It is no longer unusual to walk through a software shop where almost no one writes code by hand. Wes McKinney, the developer behind the data-analysis library pandas, recently wrote that he no longer types code at all. Instead he pushes more than ten billion “tokens” a month through artificial intelligence (AI) models. A token is the smallest unit an AI uses to process text or code. McKinney is now shipping work written in a programming language he has never touched directly. A task once treated as a craftsman’s manual skill is migrating to machines at speed.
Developers are divided over what this means. One camp favors a setup in which humans set the direction and AI does nearly all of the building. They call it the “dark factory,” after the unlit robot plants that need no lights because no humans work the floor. A planning agent breaks the job into small pieces, separate agents each build and test their piece, and failures simply retry on their own. The human’s job is not to produce the work but to inspect it. The other camp insists that human oversight is still the heart of the work: quality turns on how well you coordinate a swarm of agents and how precisely you tell them what to build.
But inspection is harder than it sounds. Whether the code an AI hands back actually works is usually decided by automated tests. If the tests themselves are shaky, plausible-looking bugs get mass-produced at machine speed. One tool even has the agent record a video of itself using the feature it just built and attaches the clip for a person to review. At a recent developer event, someone framed the danger plainly: is your evaluation lying to you?
There is a telling observation buried here. McKinney has noted that once a codebase reaches roughly a hundred thousand lines, the AI begins to choke on the very pile of code it generated. Producing more has become easy; managing the complexity has not. The moment recalls an insight from fifty years ago. In 1975 the software engineer Fred Brooks argued that adding people to a late project only makes it later. Swap people for AI and the question is unchanged: throwing unlimited hands at a problem does not produce good design.
The enterprise view is different again. Aaron Levie, chief executive of the cloud file-storage company Box, argues that AI does more than automate existing work. It unlocks work a company could never afford to attempt: analyzing stacks of contracts no one ever read, refining processes no one ever had time to touch.

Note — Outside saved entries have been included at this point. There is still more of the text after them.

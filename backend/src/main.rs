//! hotel-ontology CLI - build the booking extracts
//!
//! # Commands
//!
//! ```bash
//! hotel-ontology run                          # Full pipeline, writes 3 CSVs
//! hotel-ontology run -i data.csv -o out/      # Override paths
//! hotel-ontology audit                        # Dry run: enrich + audit, no writes
//! hotel-ontology inspect                      # Show source headers and row count
//! ```
//!
//! Every path/seed flag also reads an environment variable (`HOTEL_INPUT`,
//! `HOTEL_OUTPUT_DIR`, `HOTEL_SEED`, `HOTEL_DELIMITER`), and a `.env`
//! file in the working directory is loaded first if present.

use std::fs;
use std::path::{Path, PathBuf};

use clap::{Args, Parser, Subcommand};
use hotel_ontology::logging::{init_logging, LogConfig};
use hotel_ontology::transform::pipeline::DEFAULT_INPUT;
use hotel_ontology::{
    dry_run, load_table, run, AuditSummary, PipelineOptions, REQUIRED_COLUMNS,
};
use tracing::error;

#[derive(Parser)]
#[command(name = "hotel-ontology")]
#[command(about = "Transform hotel bookings into null-free ontology extracts", long_about = None)]
struct Cli {
    /// Increase log verbosity (-v debug, -vv trace)
    #[arg(short, long, action = clap::ArgAction::Count, global = true)]
    verbose: u8,

    #[command(subcommand)]
    command: Commands,
}

#[derive(Args)]
struct SourceArgs {
    /// Input bookings CSV
    #[arg(short, long, env = "HOTEL_INPUT", default_value = DEFAULT_INPUT)]
    input: PathBuf,

    /// Source field delimiter
    #[arg(short, long, env = "HOTEL_DELIMITER", default_value_t = ',')]
    delimiter: char,
}

#[derive(Subcommand)]
enum Commands {
    /// Full pipeline: load, enrich, audit, write the three extracts
    Run {
        #[command(flatten)]
        source: SourceArgs,

        /// Directory for the output CSVs
        #[arg(short, long, env = "HOTEL_OUTPUT_DIR", default_value = ".")]
        output_dir: PathBuf,

        /// Seed for the cost variance generator
        #[arg(short, long, env = "HOTEL_SEED", default_value_t = 42)]
        seed: u64,

        /// Also write the run summary as JSON
        #[arg(long)]
        report: Option<PathBuf>,
    },

    /// Enrich and audit without writing any extract
    Audit {
        #[command(flatten)]
        source: SourceArgs,

        /// Seed for the cost variance generator
        #[arg(short, long, env = "HOTEL_SEED", default_value_t = 42)]
        seed: u64,
    },

    /// Show source headers, row count, and required-column coverage
    Inspect {
        #[command(flatten)]
        source: SourceArgs,
    },
}

fn main() {
    // Load .env file (if present)
    dotenvy::dotenv().ok();

    let cli = Cli::parse();

    if let Err(e) = init_logging(&LogConfig::from_verbosity(cli.verbose)) {
        eprintln!("Warning: logging not initialised: {e}");
    }

    let result = match cli.command {
        Commands::Run {
            source,
            output_dir,
            seed,
            report,
        } => cmd_run(
            PipelineOptions {
                input_path: source.input,
                output_dir,
                seed,
                delimiter: source.delimiter,
            },
            report.as_deref(),
        ),

        Commands::Audit { source, seed } => cmd_audit(PipelineOptions {
            input_path: source.input,
            seed,
            delimiter: source.delimiter,
            ..Default::default()
        }),

        Commands::Inspect { source } => cmd_inspect(&source),
    };

    if let Err(e) = result {
        error!("{e}");
        eprintln!("Error: {e}");
        std::process::exit(1);
    }
}

fn cmd_run(
    options: PipelineOptions,
    report_path: Option<&Path>,
) -> Result<(), Box<dyn std::error::Error>> {
    eprintln!("Processing: {}", options.input_path.display());

    let report = run(&options)?;

    eprintln!("   Rows: {}", report.source.row_count);
    eprintln!("   Columns: {}", report.source.headers.len());
    eprintln!("   Seed: {}", report.seed);
    eprintln!("   Children filled: {}", report.children_filled);
    print_audit(&report.audit);

    eprintln!("\nExported:");
    for path in &report.outputs {
        eprintln!("   {}", path.display());
    }

    if let Some(path) = report_path {
        let json = serde_json::to_string_pretty(&report)?;
        fs::write(path, json)?;
        eprintln!("   Report saved to: {}", path.display());
    }

    eprintln!("\nDone.");
    Ok(())
}

fn cmd_audit(options: PipelineOptions) -> Result<(), Box<dyn std::error::Error>> {
    eprintln!("Auditing: {}", options.input_path.display());

    let report = dry_run(&options)?;

    eprintln!("   Rows: {}", report.source.row_count);
    eprintln!("   Children filled: {}", report.children_filled);
    print_audit(&report.audit);
    eprintln!("\nAudit passed, nothing written.");
    Ok(())
}

fn cmd_inspect(source: &SourceArgs) -> Result<(), Box<dyn std::error::Error>> {
    eprintln!("Inspecting: {}", source.input.display());

    let delimiter = PipelineOptions {
        delimiter: source.delimiter,
        ..Default::default()
    }
    .delimiter_byte()?;
    let table = load_table(&source.input, delimiter)?;

    eprintln!("   Rows: {}", table.len());
    eprintln!("   Columns ({}):", table.headers().len());
    for (i, col) in table.headers().iter().enumerate() {
        eprintln!("   [{:2}] {}", i + 1, col);
    }

    let missing = table.missing_columns(&REQUIRED_COLUMNS);
    if missing.is_empty() {
        eprintln!("\nAll {} required columns present.", REQUIRED_COLUMNS.len());
    } else {
        eprintln!("\nMissing required columns: {}", missing.join(", "));
    }
    Ok(())
}

fn print_audit(summary: &AuditSummary) {
    eprintln!("\nAudit:");
    for view in &summary.views {
        eprintln!(
            "   {:22}: {} rows | nulls = {}",
            view.name, view.rows, view.nulls
        );
    }
    eprintln!("   Unique booking_ids: {}", summary.unique_ids);
}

So the conclusion many have reached is that the real bottleneck was never typing speed. The judgment to decide what to build and what to leave out, call it taste, remains the scarce resource. And a question follows close behind. Taste was built over years of touching the code directly. If newcomers no longer write code by hand, where will that taste come from? The craft of writing code is not so much disappearing as shifting its center of gravity, from writing code to designing systems.